而在當下的中國,理論層面和實踐領域則達成了這樣的一個共識:“農村實行以家庭承包經營為基礎、統分結合的雙層經營體制,不僅適應以手工勞動為主的傳統農業,也能適應采用先進科學技術和生產手段的現代農業,具有廣泛的適應性和旺盛的生命力.”⑥正是基于這種認識,以及小農社會化的張力,徐勇教授認為,“新的生產、生活和交往要素進入到農戶的活動之中,改變著他們的生產、生活和交往方式,并由此汲取了‘力量’,改造著中國傳統家庭的‘情性’,使農戶的行為能力得以提升”.因此,不僅社會化小農是當前農戶實然狀態的描述,而且還具有相當的生命力,并將在一定時期內長期存在.在此基礎上,對它的發展階段進行了思考:“社會化小農發展階段處于傳統小農和社會化大生產之間,具有獨立性和特質性.這個階段與商品小農有重疊,但外延比商品化小農更大.如果將商品小農作為一個獨立階段,小農可以分為四個階段,即傳統小農、商品小農、社會化小農、理性小農.如果將商品小農并入社會化小農,小農發展只有三個階段:傳統小農、社會化小農、理性小農.”⑧也就是說,社會化小農承繼傳統小農,發展的最終狀態是理性小農.本項研究完全認同社會化小農承繼傳統小農這一觀點,但在社會化小農的發展趨勢的描述上有所不同.主要原因在于,不僅傳統時期的中國農民是理性的,社會化小農時期的農民也是理性的,只不過,他們的理性都是有限制的,因此,“理性小農”并不能夠成為“社會化小農”的發展歸宿.

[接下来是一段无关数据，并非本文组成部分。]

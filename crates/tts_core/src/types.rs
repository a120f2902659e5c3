//! Types for speech generation
//!
//! Contains provider identifiers, audio formats, audio buffers, and the
//! descriptive catalog entries each provider exposes.

use std::fmt;

use bytes::{Bytes, BytesMut};
use serde::{Deserialize, Serialize};

/// Closed set of supported TTS vendors
#[derive(
    Debug, Clone, Copy, PartialEq, Eq, Hash, PartialOrd, Ord, Serialize, Deserialize,
)]
#[serde(rename_all = "lowercase")]
pub enum ProviderId {
    /// OpenAI audio speech API
    #[serde(rename = "openai")]
    OpenAi,
    /// ElevenLabs text-to-speech API
    #[serde(rename = "elevenlabs")]
    ElevenLabs,
    /// Google Cloud Text-to-Speech
    Google,
    /// Azure Cognitive Services Speech
    Azure,
    /// Amazon Polly
    Polly,
    /// PlayHT (not implemented yet)
    #[serde(rename = "playht")]
    PlayHt,
}

impl ProviderId {
    /// All providers, in registry order
    pub const ALL: [Self; 6] = [
        Self::OpenAi,
        Self::ElevenLabs,
        Self::Google,
        Self::Azure,
        Self::Polly,
        Self::PlayHt,
    ];

    /// Canonical lowercase name
    #[must_use]
    pub const fn as_str(&self) -> &'static str {
        match self {
            Self::OpenAi => "openai",
            Self::ElevenLabs => "elevenlabs",
            Self::Google => "google",
            Self::Azure => "azure",
            Self::Polly => "polly",
            Self::PlayHt => "playht",
        }
    }
}

impl fmt::Display for ProviderId {
    fn fmt(&self, f: &mut fmt::Formatter<'_>) -> fmt::Result {
        f.write_str(self.as_str())
    }
}

impl std::str::FromStr for ProviderId {
    type Err = String;

    fn from_str(s: &str) -> Result<Self, Self::Err> {
        let normalized = s.trim().trim_start_matches(':').to_ascii_lowercase();
        Self::ALL
            .into_iter()
            .find(|id| id.as_str() == normalized)
            .ok_or_else(|| {
                format!(
                    "Unknown provider: {s}. Expected one of: {}",
                    Self::ALL.map(|id| id.as_str()).join(", ")
                )
            })
    }
}

/// Supported output audio formats
#[derive(Debug, Clone, Copy, PartialEq, Eq, Hash, Serialize, Deserialize)]
#[serde(rename_all = "lowercase")]
pub enum AudioFormat {
    /// MP3 format
    Mp3,
    /// WAV format (uncompressed, with RIFF header)
    Wav,
    /// OGG container (Vorbis or Opus)
    Ogg,
    /// Opus codec
    Opus,
    /// AAC format
    Aac,
    /// FLAC format (lossless)
    Flac,
    /// Raw 16-bit little-endian PCM
    Pcm,
    /// G.711 mu-law
    Ulaw,
}

impl AudioFormat {
    /// All formats
    pub const ALL: [Self; 8] = [
        Self::Mp3,
        Self::Wav,
        Self::Ogg,
        Self::Opus,
        Self::Aac,
        Self::Flac,
        Self::Pcm,
        Self::Ulaw,
    ];

    /// Get the MIME type for this audio format
    #[must_use]
    pub const fn mime_type(&self) -> &'static str {
        match self {
            Self::Mp3 => "audio/mpeg",
            Self::Wav => "audio/wav",
            Self::Ogg => "audio/ogg",
            Self::Opus => "audio/opus",
            Self::Aac => "audio/aac",
            Self::Flac => "audio/flac",
            Self::Pcm => "audio/pcm",
            Self::Ulaw => "audio/basic",
        }
    }

    /// Get the file extension for this audio format
    #[must_use]
    pub const fn extension(&self) -> &'static str {
        match self {
            Self::Mp3 => "mp3",
            Self::Wav => "wav",
            Self::Ogg => "ogg",
            Self::Opus => "opus",
            Self::Aac => "aac",
            Self::Flac => "flac",
            Self::Pcm => "pcm",
            Self::Ulaw => "ulaw",
        }
    }
}

impl fmt::Display for AudioFormat {
    fn fmt(&self, f: &mut fmt::Formatter<'_>) -> fmt::Result {
        f.write_str(self.extension())
    }
}

impl std::str::FromStr for AudioFormat {
    type Err = String;

    fn from_str(s: &str) -> Result<Self, Self::Err> {
        match s.trim().trim_start_matches(':').to_ascii_lowercase().as_str() {
            "mp3" | "mpeg" => Ok(Self::Mp3),
            "wav" | "wave" => Ok(Self::Wav),
            "ogg" | "ogg_vorbis" => Ok(Self::Ogg),
            "opus" => Ok(Self::Opus),
            "aac" => Ok(Self::Aac),
            "flac" => Ok(Self::Flac),
            "pcm" | "linear16" => Ok(Self::Pcm),
            "ulaw" | "mulaw" => Ok(Self::Ulaw),
            other => Err(format!("Unsupported audio format: {other}")),
        }
    }
}

/// Container for generated audio with metadata
#[derive(Debug, Clone, PartialEq, Eq)]
pub struct AudioData {
    /// Raw audio bytes
    data: Bytes,
    /// Audio format
    format: AudioFormat,
    /// Sample rate in Hz (if known)
    sample_rate: Option<u32>,
}

impl AudioData {
    /// Create new audio data
    #[must_use]
    pub fn new(data: impl Into<Bytes>, format: AudioFormat) -> Self {
        Self {
            data: data.into(),
            format,
            sample_rate: None,
        }
    }

    /// Create an empty buffer in the given format
    #[must_use]
    pub const fn empty(format: AudioFormat) -> Self {
        Self {
            data: Bytes::new(),
            format,
            sample_rate: None,
        }
    }

    /// Set the sample rate
    #[must_use]
    pub const fn with_sample_rate(mut self, sample_rate: u32) -> Self {
        self.sample_rate = Some(sample_rate);
        self
    }

    /// Get the raw audio bytes
    #[must_use]
    pub fn data(&self) -> &[u8] {
        &self.data
    }

    /// Consume and return the raw audio bytes
    #[must_use]
    pub fn into_bytes(self) -> Bytes {
        self.data
    }

    /// Get the audio format
    #[must_use]
    pub const fn format(&self) -> AudioFormat {
        self.format
    }

    /// Get the sample rate (if known)
    #[must_use]
    pub const fn sample_rate(&self) -> Option<u32> {
        self.sample_rate
    }

    /// Get the size of the audio data in bytes
    #[must_use]
    pub fn size_bytes(&self) -> usize {
        self.data.len()
    }

    /// Check if the audio data is empty
    #[must_use]
    pub fn is_empty(&self) -> bool {
        self.data.is_empty()
    }

    /// Get the MIME type for this audio
    #[must_use]
    pub const fn mime_type(&self) -> &'static str {
        self.format.mime_type()
    }

    /// Generate a filename with appropriate extension
    #[must_use]
    pub fn filename(&self, base: &str) -> String {
        format!("{}.{}", base, self.format.extension())
    }

    /// Append raw bytes of several buffers into one
    pub(crate) fn join_bytes<'a>(parts: impl Iterator<Item = &'a Self>, capacity: usize) -> Bytes {
        let mut buf = BytesMut::with_capacity(capacity);
        for part in parts {
            buf.extend_from_slice(&part.data);
        }
        buf.freeze()
    }
}

/// Maximum input text length a provider accepts in one request
#[derive(Debug, Clone, Copy, PartialEq, Eq, Serialize, Deserialize)]
#[serde(rename_all = "snake_case")]
pub enum MaxTextLength {
    /// At most this many characters
    Limited(usize),
    /// No practical limit
    Unbounded,
}

impl MaxTextLength {
    /// Returns the limit, if any
    #[must_use]
    pub const fn limit(&self) -> Option<usize> {
        match self {
            Self::Limited(max) => Some(*max),
            Self::Unbounded => None,
        }
    }

    /// Whether a text of `len` characters fits
    #[must_use]
    pub const fn fits(&self, len: usize) -> bool {
        match self {
            Self::Limited(max) => len <= *max,
            Self::Unbounded => true,
        }
    }
}

/// Declared limits and features of a provider
#[derive(Debug, Clone, PartialEq, Eq, Serialize, Deserialize)]
pub struct ProviderCapabilities {
    /// Whether the provider can stream audio
    pub streaming_supported: bool,
    /// Output formats the provider can produce
    pub supported_formats: Vec<AudioFormat>,
    /// Sample rates the provider can produce
    pub supported_sample_rates: Vec<u32>,
    /// Default maximum input length
    pub max_text_length: MaxTextLength,
}

impl ProviderCapabilities {
    /// Whether the given format is supported
    #[must_use]
    pub fn supports_format(&self, format: AudioFormat) -> bool {
        self.supported_formats.contains(&format)
    }
}

/// Information about an available voice
#[derive(Debug, Clone, PartialEq, Eq, Serialize, Deserialize)]
pub struct VoiceInfo {
    /// Voice identifier
    pub id: String,
    /// Human-readable name
    pub name: String,
    /// Description of the voice
    pub description: Option<String>,
    /// Supported languages
    pub languages: Vec<String>,
    /// Voice gender (if known)
    pub gender: Option<VoiceGender>,
}

impl VoiceInfo {
    /// Create a new voice info
    #[must_use]
    pub fn new(id: impl Into<String>, name: impl Into<String>) -> Self {
        Self {
            id: id.into(),
            name: name.into(),
            description: None,
            languages: Vec::new(),
            gender: None,
        }
    }

    /// Set the description
    #[must_use]
    pub fn with_description(mut self, description: impl Into<String>) -> Self {
        self.description = Some(description.into());
        self
    }

    /// Set the supported languages
    #[must_use]
    pub fn with_languages(mut self, languages: &[&str]) -> Self {
        self.languages = languages.iter().map(ToString::to_string).collect();
        self
    }

    /// Set the gender
    #[must_use]
    pub const fn with_gender(mut self, gender: VoiceGender) -> Self {
        self.gender = Some(gender);
        self
    }
}

/// Voice gender classification
#[derive(Debug, Clone, Copy, PartialEq, Eq, Serialize, Deserialize)]
#[serde(rename_all = "lowercase")]
pub enum VoiceGender {
    /// Male voice
    Male,
    /// Female voice
    Female,
    /// Neutral/androgynous voice
    Neutral,
}

/// Information about a synthesis model
#[derive(Debug, Clone, PartialEq, Eq, Serialize, Deserialize)]
pub struct ModelInfo {
    /// Model identifier as sent to the vendor
    pub id: String,
    /// Human-readable name
    pub name: String,
    /// Maximum input length for this model
    pub max_text_length: MaxTextLength,
}

impl ModelInfo {
    /// Create a new model info
    #[must_use]
    pub fn new(id: impl Into<String>, name: impl Into<String>, max_text_length: MaxTextLength) -> Self {
        Self {
            id: id.into(),
            name: name.into(),
            max_text_length,
        }
    }
}

/// A language a provider can speak
#[derive(Debug, Clone, PartialEq, Eq, Serialize, Deserialize)]
pub struct LanguageInfo {
    /// BCP-47 or ISO 639-1 code
    pub code: String,
    /// English name
    pub name: String,
}

impl LanguageInfo {
    /// Create a new language entry
    #[must_use]
    pub fn new(code: impl Into<String>, name: impl Into<String>) -> Self {
        Self {
            code: code.into(),
            name: name.into(),
        }
    }
}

那么,怎么預測社會化小農的發展趨勢呢?我們還是應該回到當代中國社會實際中.而且,在社會化小農的研究中,我們不能忽視兩個硬性約束條件:一是人地矛盾始終是制約中國經濟社會發展的最大問題,我們研究和思考任何中國式的問題都必須以它為出發點;二是集體所有制前提下的雙重經營體制,對目前農村的發展趨勢和制度設計仍然起著決定性的作用.

依據這些條件及當代中國農村發展實際,農業生產的發展趨勢可能有三種:一是“重拾”農業生產合作社.很明顯,這是在雙層經營體制下,通過集體契約的方式,由農村經濟組織直接統管家庭承包經營權,在此基礎上發展而成的經營方式.其中,經營管理者應該是“集體”意義上的農村組織,也可以通過市場方式轉變給“法人”,如農業企業、經濟組織,還可以是從事農業生產的個人.在這種情況下,小農只具有產權意義,失去了生產意義和社會單位意義,成為土地承包經營權的所有者.二是以家庭為單位的農場式經營.這是在市場機制基礎上及有限范圍內,通過承包經營權的有序流轉并達到集中規模經營的方式.它不觸動當前的農村政策,只是通過市場機制和技術應用來改變農業的生產經營方式.在這種情況下,絕對多數農民如同前者一樣,失去了小農的生產意義,只成為土地承包權益的所有者,而一小部分農村家庭則由此可能向發達國家看齊,成為“家庭農場”的后繼實踐者.三是仍然保持目前的家庭經營體制,但通過市場化、社會化和農業生產技術的應用改變目前的經營狀況,以實現傳統農業的現代化改造,同時實現小農的現代性改造.

在三種發展趨勢中,小農有可能與社會化生產要素高度融合,在實現農業現代化改造的同時實現自身的社會化改造,從而向社會化小農的高級階段發展;也有可能在放棄生產經營權的前提下實現自己的城市化改造,蛻變為市民;還有可能成為家庭式農場的經營者,成為與發達國家相似的現代農民.當然,這些都是積極意義上的,更有消極意義上的,什么也不做,那么等待他們的只有歷史的宿命.正如日本學者速水佑次郎,神門善久在《農業經濟論》中總結的,“現在擺在日本面前的農業發展道路有兩條,一條是把農業資源盡量集中到具有經營積極性和經營能力的少數農民手中,發展自立型專業農業;另一條是農地繼續留在僅僅為了保全財產的虛假農民的手中,放任農業的自然衰退.何去何從,將取決于今后的政策選擇.但必須明確的是,今天的維持現狀將不可避免地帶來明天的衰退”.①所以,正視當前小農社會化的現狀,也就是正視中國農民的命運和中國農村的前途.